------ Available records ------

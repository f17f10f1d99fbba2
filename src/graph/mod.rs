//! Signal graph description.
//!
//! [`topology`] is the data: stages, connections and ordering queries.
//! [`planner`] decides which topology a [`ParameterSet`](crate::patch::ParameterSet)
//! gets. Neither touches audio; the engine instantiates the result.

pub mod planner;
pub mod topology;

pub use planner::plan;
pub use topology::{Connection, GraphTopology, Param, Stage, StageId, StageKind, Target};
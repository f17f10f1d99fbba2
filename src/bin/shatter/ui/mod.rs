//! TUI for shatter
//!
//! Controls on the left, presets and visualisers on the right. Everything
//! the keys do goes through the [`Controller`]; the UI only keeps what is
//! selected and what is being typed.

mod controls;
mod spectrum;
mod waveform;

use std::time::Duration;

use color_eyre::eyre::Result as EyreResult;
use crossterm::event::{self, Event, KeyCode, KeyEventKind};
use ratatui::{
    layout::{Constraint, Direction, Layout, Rect},
    style::{Color, Modifier, Style},
    text::{Line, Span},
    widgets::{Block, Borders, Paragraph},
    DefaultTerminal, Frame,
};
use tracing::warn;

use shatter_dsp::{
    patch::{BuiltinPreset, FileStore, Preset, PresetStore},
    runtime::{AudioHost, Controller, ScopeTap},
};

use controls::{render_controls, Control};
use spectrum::render_spectrum;
use waveform::render_waveform;

const WAVE_COLOR: Color = Color::Rgb(187, 134, 252);

/// What the keyboard is currently doing.
enum Mode {
    Normal,
    /// Typing a name for the preset being saved
    Naming(String),
    /// Waiting for y/n on deleting the named preset
    ConfirmDelete(String),
}

pub struct UiApp<H: AudioHost> {
    controller: Controller<H>,
    store: PresetStore<FileStore>,
    scope: ScopeTap,
    presets: Vec<Preset>,
    /// Selected row of the control list
    selected: usize,
    /// Selected custom preset, as an index into the custom part of `presets`
    custom_selected: usize,
    /// Name of the last applied preset
    active: Option<String>,
    mode: Mode,
    status: String,
    wave: Vec<u8>,
    should_quit: bool,
}

impl<H: AudioHost> UiApp<H> {
    pub fn new(controller: Controller<H>, store: PresetStore<FileStore>, scope: ScopeTap) -> Self {
        let presets = store.list();
        Self {
            controller,
            store,
            scope,
            presets,
            selected: 0,
            custom_selected: 0,
            active: None,
            mode: Mode::Normal,
            status: String::from("Space to play"),
            wave: Vec::new(),
            should_quit: false,
        }
    }

    /// Run the UI event loop
    pub fn run(mut self, mut terminal: DefaultTerminal) -> EyreResult<()> {
        while !self.should_quit {
            self.scope.poll();
            self.scope.analyser().byte_time_domain(&mut self.wave);
            self.scope.analyser_mut().frequency_db();

            terminal.draw(|frame| self.render(frame))?;

            // Non-blocking, ~60fps
            if event::poll(Duration::from_millis(16))? {
                if let Event::Key(key) = event::read()? {
                    if key.kind == KeyEventKind::Press {
                        self.handle_key(key.code);
                    }
                }
            }
        }

        if let Err(err) = self.controller.stop() {
            warn!(error = %err, "failed to stop playback on exit");
        }
        Ok(())
    }

    fn customs(&self) -> impl Iterator<Item = &Preset> {
        self.presets.iter().filter(|p| p.is_custom())
    }

    fn selected_custom(&self) -> Option<&Preset> {
        self.customs().nth(self.custom_selected)
    }

    fn refresh_presets(&mut self) {
        self.presets = self.store.list();
        let count = self.customs().count();
        self.custom_selected = self.custom_selected.min(count.saturating_sub(1));
    }

    fn handle_key(&mut self, key: KeyCode) {
        match std::mem::replace(&mut self.mode, Mode::Normal) {
            Mode::Normal => self.handle_normal(key),
            Mode::Naming(name) => self.handle_naming(key, name),
            Mode::ConfirmDelete(name) => self.handle_confirm(key, name),
        }
    }

    fn handle_normal(&mut self, key: KeyCode) {
        match key {
            KeyCode::Char('q') | KeyCode::Char('Q') | KeyCode::Esc => self.should_quit = true,
            KeyCode::Char(' ') => self.toggle_playback(),
            KeyCode::Up => self.selected = (self.selected + Control::ALL.len() - 1) % Control::ALL.len(),
            KeyCode::Down => self.selected = (self.selected + 1) % Control::ALL.len(),
            KeyCode::Left => self.adjust(false),
            KeyCode::Right => self.adjust(true),
            KeyCode::Char(c @ '1'..='5') => {
                let index = c as usize - '1' as usize;
                self.apply(Preset::builtin(BuiltinPreset::ALL[index]));
            }
            KeyCode::Char('[') => self.custom_selected = self.custom_selected.saturating_sub(1),
            KeyCode::Char(']') => {
                let count = self.customs().count();
                if self.custom_selected + 1 < count {
                    self.custom_selected += 1;
                }
            }
            KeyCode::Enter => {
                if let Some(preset) = self.selected_custom().cloned() {
                    self.apply(preset);
                }
            }
            KeyCode::Char('s') => self.mode = Mode::Naming(String::new()),
            KeyCode::Char('d') => {
                if let Some(name) = self.selected_custom().map(|p| p.name.clone()) {
                    self.mode = Mode::ConfirmDelete(name);
                }
            }
            _ => {}
        }
    }

    fn handle_naming(&mut self, key: KeyCode, mut name: String) {
        match key {
            KeyCode::Enter => {
                let params = self.controller.params().clone();
                match self.store.save(&name, &params) {
                    Ok(saved) => {
                        self.status = format!("Preset \"{saved}\" saved");
                        self.refresh_presets();
                    }
                    Err(err) => self.status = format!("Not saved: {err}"),
                }
            }
            KeyCode::Esc => self.status = String::from("Save cancelled"),
            KeyCode::Backspace => {
                name.pop();
                self.mode = Mode::Naming(name);
            }
            KeyCode::Char(c) => {
                name.push(c);
                self.mode = Mode::Naming(name);
            }
            _ => self.mode = Mode::Naming(name),
        }
    }

    fn handle_confirm(&mut self, key: KeyCode, name: String) {
        let confirmed = matches!(key, KeyCode::Char('y') | KeyCode::Char('Y'));
        match self.store.delete(&name, |_| confirmed) {
            Ok(true) => {
                self.status = format!("Preset \"{name}\" deleted");
                if self.active.as_deref() == Some(name.as_str()) {
                    self.active = None;
                }
                self.refresh_presets();
            }
            Ok(false) => self.status = String::from("Nothing deleted"),
            Err(err) => self.status = format!("Delete failed: {err}"),
        }
    }

    fn toggle_playback(&mut self) {
        let result = if self.controller.is_playing() {
            self.scope.stop();
            self.controller.stop()
        } else {
            self.scope.resume();
            self.controller.start()
        };

        match result {
            Ok(()) if self.controller.is_playing() => self.status = String::from("Playing"),
            Ok(()) => self.status = String::from("Stopped"),
            Err(err) => {
                warn!(error = %err, "playback toggle failed");
                self.status = format!("Audio error: {err}");
            }
        }
    }

    fn adjust(&mut self, up: bool) {
        let control = Control::ALL[self.selected];
        let next = control.adjust(self.controller.params(), up);
        if let Err(err) = self.controller.set_params(next) {
            warn!(error = %err, control = control.label(), "parameter change failed");
            self.status = format!("Audio error: {err}");
        }
    }

    fn apply(&mut self, preset: Preset) {
        match self.controller.apply_preset(&preset) {
            Ok(()) => {
                self.status = format!("Preset \"{}\"", preset.name);
                self.active = Some(preset.name);
            }
            Err(err) => {
                warn!(error = %err, preset = %preset.name, "preset failed");
                self.status = format!("Audio error: {err}");
            }
        }
    }

    fn render(&self, frame: &mut Frame) {
        let rows = Layout::default()
            .direction(Direction::Vertical)
            .constraints([
                Constraint::Min(12),   // Controls + visualisers
                Constraint::Length(3), // Status / prompt
                Constraint::Length(1), // Help bar
            ])
            .split(frame.area());

        let columns = Layout::default()
            .direction(Direction::Horizontal)
            .constraints([Constraint::Length(28), Constraint::Min(30)])
            .split(rows[0]);

        let left = Layout::default()
            .direction(Direction::Vertical)
            .constraints([Constraint::Length(Control::ALL.len() as u16 + 2), Constraint::Min(4)])
            .split(columns[0]);

        let right = Layout::default()
            .direction(Direction::Vertical)
            .constraints([Constraint::Percentage(50), Constraint::Percentage(50)])
            .split(columns[1]);

        render_controls(frame, left[0], self.controller.params(), self.selected);
        self.render_presets(frame, left[1]);
        render_waveform(frame, right[0], &self.wave, WAVE_COLOR);
        render_spectrum(frame, right[1], self.scope.analyser().spectrum());
        self.render_status(frame, rows[1]);

        let help = Paragraph::new(
            " [Space] Play/Stop  [↑↓] Select  [←→] Adjust  [1-5] Presets  [[ ]] Pick saved  [Enter] Apply  [S] Save  [D] Delete  [Q] Quit",
        )
        .style(Style::default().fg(Color::DarkGray));
        frame.render_widget(help, rows[2]);
    }

    fn render_presets(&self, frame: &mut Frame, area: Rect) {
        let mut lines = Vec::with_capacity(self.presets.len());
        let mut custom_index = 0;

        for (i, preset) in self.presets.iter().enumerate() {
            let active = self.active.as_deref() == Some(preset.name.as_str());
            let mut style = if active {
                Style::default().fg(Color::Black).bg(WAVE_COLOR)
            } else {
                Style::default()
            };

            let label = if preset.is_custom() {
                if custom_index == self.custom_selected {
                    style = style.add_modifier(Modifier::UNDERLINED);
                }
                custom_index += 1;
                format!(" *  {}", preset.name)
            } else {
                format!(" {}  {}", i + 1, preset.name)
            };
            lines.push(Line::from(Span::styled(label, style)));
        }

        let list = Paragraph::new(lines).block(Block::default().title(" Presets ").borders(Borders::ALL));
        frame.render_widget(list, area);
    }

    fn render_status(&self, frame: &mut Frame, area: Rect) {
        let (title, text, color) = match &self.mode {
            Mode::Normal => {
                let state = if self.controller.is_playing() { "▶" } else { "■" };
                let text = format!(
                    " {state}  {}  | {:.1}kHz  Peak: {:.2}  RMS: {:.2}",
                    self.status,
                    self.controller.sample_rate() / 1000.0,
                    self.scope.analyser().peak(),
                    self.scope.analyser().rms(),
                );
                (" shatter ", text, Color::White)
            }
            Mode::Naming(name) => (" Save preset ", format!(" Name: {name}_  (Enter to save, Esc to cancel)"), Color::Yellow),
            Mode::ConfirmDelete(name) => (
                " Delete preset ",
                format!(" Delete \"{name}\"? (y/n)"),
                Color::LightRed,
            ),
        };

        let paragraph = Paragraph::new(text)
            .style(Style::default().fg(color))
            .block(Block::default().title(title).borders(Borders::ALL));
        frame.render_widget(paragraph, area);
    }
}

------

→ Try it
Check each line of the records above for the string "planner", and report every line that has it.

→ Answer box
//! [`planner`] decides which topology a [`ParameterSet`](crate::patch::ParameterSet)
pub mod planner;
pub use planner::plan;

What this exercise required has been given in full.